Recent internet-wide scanning activities have revealed that threat actors are actively probing for Model Context Protocol (MCP) servers, AI assistant configuration files, and exposed local language-model services. This widespread reconnaissance indicates a growing interest in exploiting vulnerabilities within AI infrastructures.
Analysts at the Internet Storm Center identified approximately 200 requests related to AI-agent reconnaissance over a two-week period. These probes originated from 49 distinct IP addresses and targeted low-traffic websites that seemingly lacked AI infrastructure. This pattern suggests a broad, opportunistic scanning campaign rather than a focused attack on specific organizations or developers.
Targeting MCP Servers
Notably, the scanning activity involved sending valid MCP initialization requests, utilizing correctly formed JSON-RPC messages to initiate MCP conversations. This method allows attackers to determine if a reachable service functions as an MCP server. A positive response could enable them to identify available tools, connected data sources, and the actions permitted for the AI agent.
MCP servers often grant AI agents access to critical resources such as databases, internal APIs, file systems, and ticketing tools. If exposed without proper authentication, these servers can provide unauthorized users with a comprehensive, machine-readable map of accessible services and data. The distributed nature of these probes, emanating from multiple IP addresses, indicates a large-scale scanning effort aimed at identifying vulnerable deployments.

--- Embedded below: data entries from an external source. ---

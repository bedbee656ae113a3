//! Piece-tree deserializer.
//!
//! Decoding is a single pass with random access over a seekable source:
//! read the header, validate magic and version, then follow the stored
//! offsets to load the piece tree recursively. Every offset and length is
//! checked against the stream bounds before it is followed; any failure
//! aborts the whole decode.

use crate::coords;
use crate::error::{Result, S3oError};
use crate::format::{self, Header, PieceRecord, VertexRecord};
use crate::model::{Model, Piece, Vertex};
use crate::primitive::{self, PrimitiveType};
use crate::weld::{self, WeldConfig};
use byteorder::{LittleEndian, ReadBytesExt};
use glam::{Vec2, Vec3};
use log::debug;
use std::collections::HashSet;
use std::io::{Read, Seek, SeekFrom};

/// Decoding options.
#[derive(Debug, Clone, Copy, PartialEq)]
pub struct DecodeOptions {
    /// Weld each piece's vertices after reading (see [`crate::weld`]).
    /// `None` skips welding and leaves [`Piece::welded`] empty.
    pub weld: Option<WeldConfig>,
}

impl Default for DecodeOptions {
    fn default() -> Self {
        Self {
            weld: Some(WeldConfig::default()),
        }
    }
}

/// Reader for the S3O binary format over any seekable source.
pub struct S3oReader<R: Read + Seek> {
    reader: R,
    /// Total stream length, for offset bounds checks.
    len: u64,
    options: DecodeOptions,
}

impl<R: Read + Seek> S3oReader<R> {
    pub fn new(reader: R) -> Result<Self> {
        Self::with_options(reader, DecodeOptions::default())
    }

    pub fn with_options(mut reader: R, options: DecodeOptions) -> Result<Self> {
        let len = reader.seek(SeekFrom::End(0))?;
        reader.seek(SeekFrom::Start(0))?;
        Ok(Self {
            reader,
            len,
            options,
        })
    }

    /// Read a complete model. No partial tree is ever returned: the first
    /// error aborts the call.
    pub fn read_model(&mut self) -> Result<Model> {
        let header = Header::read(&mut self.reader)?;

        let mut visited = HashSet::new();
        let root = self.read_piece(header.root_offset as u64, &mut visited)?;

        let texture1 = self.read_texture_name(header.texture1_offset)?;
        let texture2 = self.read_texture_name(header.texture2_offset)?;

        Ok(Model {
            root,
            radius: header.radius,
            height: header.height,
            center: coords::file_to_tool(Vec3::from_array(header.mid)),
            texture1,
            texture2,
            collision_data_offset: header.collision_offset,
        })
    }

    /// Consume the reader and return the inner source.
    pub fn into_inner(self) -> R {
        self.reader
    }

    fn read_texture_name(&mut self, offset: u32) -> Result<Option<String>> {
        if offset == 0 {
            return Ok(None);
        }
        self.check_span(offset as u64, 1)?;
        Ok(Some(format::read_cstring_at(&mut self.reader, offset as u64)?))
    }

    fn read_piece(&mut self, offset: u64, visited: &mut HashSet<u64>) -> Result<Piece> {
        // a record seen twice means a child offset loops back into the tree
        if !visited.insert(offset) {
            return Err(S3oError::CyclicPieceOffset { offset });
        }
        self.check_span(offset, format::PIECE_RECORD_SIZE)?;
        self.reader.seek(SeekFrom::Start(offset))?;
        let record = PieceRecord::read(&mut self.reader, offset)?;

        // reject unreadable primitive encodings before touching any table
        let primitive = PrimitiveType::try_decode(record.primitive_type, offset)?;

        self.check_span(record.name_offset as u64, 1)?;
        let name = format::read_cstring_at(&mut self.reader, record.name_offset as u64)?;
        debug!("reading piece [{name}] at offset {offset}");

        // a piece with no vertices is a plain transform node, not an error
        let mut vertices = Vec::new();
        if record.num_verts > 0 {
            // the count field sizes the buffer, so bounds come first
            self.check_span(
                record.verts_offset as u64,
                record.num_verts as u64 * format::VERTEX_RECORD_SIZE,
            )?;
            vertices.reserve_exact(record.num_verts as usize);
            self.reader
                .seek(SeekFrom::Start(record.verts_offset as u64))?;
            for i in 0..record.num_verts {
                let at = record.verts_offset as u64 + i as u64 * format::VERTEX_RECORD_SIZE;
                let raw = VertexRecord::read(&mut self.reader, at)?;
                vertices.push(Vertex {
                    position: coords::file_to_tool(Vec3::from_array(raw.position)),
                    normal: coords::file_to_tool(Vec3::from_array(raw.normal)),
                    uv: Vec2::from_array(raw.uv),
                });
            }
        }

        let faces = if record.vert_table_size > 0 {
            self.check_span(
                record.vert_table_offset as u64,
                record.vert_table_size as u64 * 4,
            )?;
            self.reader
                .seek(SeekFrom::Start(record.vert_table_offset as u64))?;
            primitive::read_index_table(
                &mut self.reader,
                primitive,
                record.vert_table_size,
                record.num_verts,
            )?
        } else {
            Vec::new()
        };

        // pull the whole child-offset table before recursing, so sibling
        // offsets stay valid while child subtrees move the stream around
        let mut child_offsets = Vec::new();
        if record.num_children > 0 {
            self.check_span(record.children_offset as u64, record.num_children as u64 * 4)?;
            child_offsets.reserve_exact(record.num_children as usize);
            self.reader
                .seek(SeekFrom::Start(record.children_offset as u64))?;
            for _ in 0..record.num_children {
                child_offsets.push(self.reader.read_u32::<LittleEndian>()?);
            }
        }

        let mut children = Vec::with_capacity(child_offsets.len());
        for child_offset in child_offsets {
            children.push(self.read_piece(child_offset as u64, visited)?);
        }

        let welded = self
            .options
            .weld
            .as_ref()
            .map(|config| weld::weld_mesh(&vertices, &faces, config));

        Ok(Piece {
            name,
            vertices,
            faces,
            offset: coords::file_to_tool(Vec3::from_array(record.offset)),
            vert_type: record.vert_type,
            collision_data_offset: record.collision_offset,
            children,
            welded,
        })
    }

    /// Fail if `[offset, offset + len)` is not fully inside the stream.
    fn check_span(&self, offset: u64, len: u64) -> Result<()> {
        if offset + len > self.len {
            return Err(S3oError::OffsetOutOfBounds {
                offset,
                len: self.len,
            });
        }
        Ok(())
    }
}

#[cfg(test)]
mod tests {
    use super::*;
    use crate::format::HEADER_SIZE;
    use crate::model::{Face, Model};
    use crate::write::S3oWriter;
    use byteorder::{LittleEndian, WriteBytesExt};
    use std::io::Cursor;

    fn vert(pos: [f32; 3], normal: [f32; 3], uv: [f32; 2]) -> Vertex {
        Vertex::new(Vec3::from_array(pos), Vec3::from_array(normal), Vec2::from_array(uv))
    }

    fn sample_model() -> Model {
        let mut root = Piece::new("base");
        root.vertices = vec![
            vert([0.0, 0.0, 0.0], [0.0, 0.0, 1.0], [0.0, 0.0]),
            vert([1.0, 0.0, 0.0], [0.0, 0.0, 1.0], [1.0, 0.0]),
            vert([1.0, 1.0, 0.0], [0.0, 0.0, 1.0], [1.0, 1.0]),
            vert([0.0, 1.0, 0.0], [0.0, 0.0, 1.0], [0.0, 1.0]),
        ];
        root.faces = vec![Face::Quad([0, 1, 2, 3])];

        let mut turret = Piece::new("turret");
        turret.offset = Vec3::new(0.5, 0.25, 2.0);
        turret.vertices = vec![
            vert([0.0, 0.0, 0.0], [1.0, 0.0, 0.0], [0.0, 0.0]),
            vert([0.0, 1.0, 0.0], [1.0, 0.0, 0.0], [0.0, 1.0]),
            vert([0.0, 0.0, 1.0], [1.0, 0.0, 0.0], [1.0, 0.0]),
        ];
        turret.faces = vec![Face::Triangle([0, 1, 2])];

        let flare = Piece::new("flare");

        root.children.push(turret);
        root.children.push(flare);

        let mut model = Model::new(root);
        model.radius = 24.0;
        model.height = 13.5;
        model.center = Vec3::new(1.0, 2.0, 3.0);
        model.texture1 = Some("unit_tex1.dds".to_string());
        model.texture2 = Some("unit_tex2.dds".to_string());
        model
    }

    fn encode(model: &Model) -> Vec<u8> {
        let mut writer = S3oWriter::new(Cursor::new(Vec::new()));
        writer.write_model(model).unwrap();
        writer.into_inner().into_inner()
    }

    fn decode(bytes: &[u8]) -> Result<Model> {
        S3oReader::new(Cursor::new(bytes))?.read_model()
    }

    fn assert_close(a: Vec3, b: Vec3) {
        assert!((a - b).abs().max_element() < 1e-6, "{a} != {b}");
    }

    #[test]
    fn test_round_trip() {
        let model = sample_model();
        let decoded = decode(&encode(&model)).unwrap();

        assert_eq!(decoded.radius, model.radius);
        assert_eq!(decoded.height, model.height);
        assert_close(decoded.center, model.center);
        assert_eq!(decoded.texture1, model.texture1);
        assert_eq!(decoded.texture2, model.texture2);

        // tree shape is exact: names, child order, per-piece offsets
        assert_eq!(decoded.root.name, "base");
        assert_eq!(decoded.root.children.len(), 2);
        assert_eq!(decoded.root.children[0].name, "turret");
        assert_eq!(decoded.root.children[1].name, "flare");
        assert_eq!(decoded.root.children[0].offset, model.root.children[0].offset);

        // geometry survives within tolerance, faces exactly
        assert_eq!(decoded.root.faces, model.root.faces);
        for (a, b) in decoded.root.vertices.iter().zip(&model.root.vertices) {
            assert_close(a.position, b.position);
            assert_close(a.normal, b.normal);
            assert_eq!(a.uv, b.uv);
        }
        assert_eq!(decoded.root.children[0].faces, model.root.children[0].faces);

        // the empty child is a valid transform node
        assert!(!decoded.root.children[1].has_geometry());
    }

    #[test]
    fn test_round_trip_twice_is_stable() {
        let first = encode(&sample_model());
        let second = encode(&decode(&first).unwrap());
        assert_eq!(first, second);
    }

    #[test]
    fn test_decode_welds_duplicates() {
        let mut root = Piece::new("seamed");
        root.vertices = vec![
            vert([0.0, 0.0, 0.0], [0.0, 0.0, 1.0], [0.0, 0.0]),
            vert([1.0, 0.0, 0.0], [0.0, 0.0, 1.0], [0.5, 0.0]),
            vert([0.0, 1.0, 0.0], [0.0, 0.0, 1.0], [0.0, 0.5]),
            // duplicate of vertex 1 with seam UV
            vert([1.0, 0.0, 0.0], [0.0, 0.0, 1.0], [1.0, 1.0]),
        ];
        root.faces = vec![Face::Triangle([0, 1, 2]), Face::Triangle([2, 3, 0])];
        let decoded = decode(&encode(&Model::new(root))).unwrap();

        let welded = decoded.root.welded.as_ref().unwrap();
        assert_eq!(welded.vertices.len(), 3);
        assert_eq!(welded.remap, vec![0, 1, 2, 1]);
        assert_eq!(welded.faces[1], Face::Triangle([2, 1, 0]));
        // original records keep both seam UVs
        assert_eq!(decoded.root.corner_uv(0, 1), Some(Vec2::new(0.5, 0.0)));
        assert_eq!(decoded.root.corner_uv(1, 1), Some(Vec2::new(1.0, 1.0)));
    }

    #[test]
    fn test_decode_without_welding() {
        let bytes = encode(&sample_model());
        let model = S3oReader::with_options(
            Cursor::new(&bytes),
            DecodeOptions { weld: None },
        )
        .unwrap()
        .read_model()
        .unwrap();
        assert!(model.root.welded.is_none());
    }

    #[test]
    fn test_bad_magic_fails_before_any_piece() {
        let mut bytes = encode(&sample_model());
        bytes[..12].copy_from_slice(b"Not a model\0");
        let err = decode(&bytes).unwrap_err();
        assert!(matches!(err, S3oError::BadMagic { found } if found == "Not a model"));
    }

    #[test]
    fn test_bad_version_is_fatal() {
        let mut bytes = encode(&sample_model());
        bytes[12] = 3;
        let err = decode(&bytes).unwrap_err();
        assert!(matches!(err, S3oError::BadVersion { found: 3 }));
    }

    #[test]
    fn test_tristrip_primitive_rejected() {
        let bytes = encode(&sample_model());
        let root_offset = {
            let header = Header::read(&mut Cursor::new(&bytes)).unwrap();
            header.root_offset as usize
        };
        // primitive_type is the 7th u32 of the piece record
        let mut bytes = bytes;
        let field = root_offset + 6 * 4;
        (&mut bytes[field..field + 4])
            .write_u32::<LittleEndian>(crate::primitive::PRIMITIVE_TRISTRIP)
            .unwrap();

        let err = decode(&bytes).unwrap_err();
        assert!(matches!(
            err,
            S3oError::UnsupportedPrimitive { value: 1, .. }
        ));
    }

    #[test]
    fn test_huge_vertex_count_rejected() {
        // empty piece, then a vertex count reaching far past end-of-file:
        // must come back as a typed error, never an attempted allocation
        let mut bytes = encode(&Model::new(Piece::new("p")));
        let field = 52 + 3 * 4; // num_verts in the root record
        (&mut bytes[field..field + 4]).write_u32::<LittleEndian>(u32::MAX).unwrap();

        let err = decode(&bytes).unwrap_err();
        assert!(matches!(err, S3oError::OffsetOutOfBounds { .. }));
    }

    #[test]
    fn test_huge_child_count_rejected() {
        let mut bytes = encode(&Model::new(Piece::new("p")));
        let field = 52 + 4; // num_children in the root record
        (&mut bytes[field..field + 4]).write_u32::<LittleEndian>(u32::MAX).unwrap();

        let err = decode(&bytes).unwrap_err();
        assert!(matches!(err, S3oError::OffsetOutOfBounds { .. }));
    }

    #[test]
    fn test_self_referencing_child_offset_rejected() {
        let mut root = Piece::new("base");
        root.children.push(Piece::new("turret"));
        let mut bytes = encode(&Model::new(root));
        // the root's child-offset table is the last 4 bytes of the tree;
        // point it back at the root record itself
        let table = bytes.len() - 4;
        (&mut bytes[table..]).write_u32::<LittleEndian>(52).unwrap();

        let err = decode(&bytes).unwrap_err();
        assert!(matches!(err, S3oError::CyclicPieceOffset { offset: 52 }));
    }

    #[test]
    fn test_root_offset_out_of_bounds() {
        let mut bytes = encode(&sample_model());
        let len = bytes.len() as u32;
        // root_offset field: 12-byte magic + version + 5 floats = byte 36
        (&mut bytes[36..40]).write_u32::<LittleEndian>(len + 100).unwrap();

        let err = decode(&bytes).unwrap_err();
        assert!(matches!(err, S3oError::OffsetOutOfBounds { .. }));
    }

    #[test]
    fn test_truncated_file() {
        let bytes = encode(&sample_model());
        let err = decode(&bytes[..60]).unwrap_err();
        assert!(matches!(
            err,
            S3oError::OffsetOutOfBounds { .. } | S3oError::Truncated { .. }
        ));
    }

    #[test]
    fn test_header_only_root_at_eof() {
        let mut bytes = Vec::new();
        Header {
            root_offset: HEADER_SIZE as u32,
            ..Header::default()
        }
        .write(&mut bytes)
        .unwrap();
        let err = decode(&bytes).unwrap_err();
        assert!(matches!(err, S3oError::OffsetOutOfBounds { .. }));
    }
}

Risks to Credentials and AI Models
In addition to MCP servers, the scanning activity targeted files associated with AI coding assistants, including configuration and credential files that developers might inadvertently place in public web directories. These files can contain sensitive information such as connection details, service settings, and API keys, which, if exposed, could be exploited by malicious actors.
Organizations are advised to review access logs for any suspicious MCP-related traffic. Systems not utilizing MCP should treat such requests as potential reconnaissance attempts and implement appropriate blocking measures. For those operating MCP servers, it is crucial to enforce strong authentication protocols and restrict public internet access unless absolutely necessary. Limiting network exposure reduces the likelihood of unauthorized discovery and exploitation of these services.
This surge in scanning activities underscores the importance of securing AI infrastructures. As AI systems become more integrated into business operations, they present new attack vectors for cybercriminals. Proactive measures, including regular security audits, strict access controls, and continuous monitoring, are essential to safeguard sensitive data and maintain the integrity of AI deployments.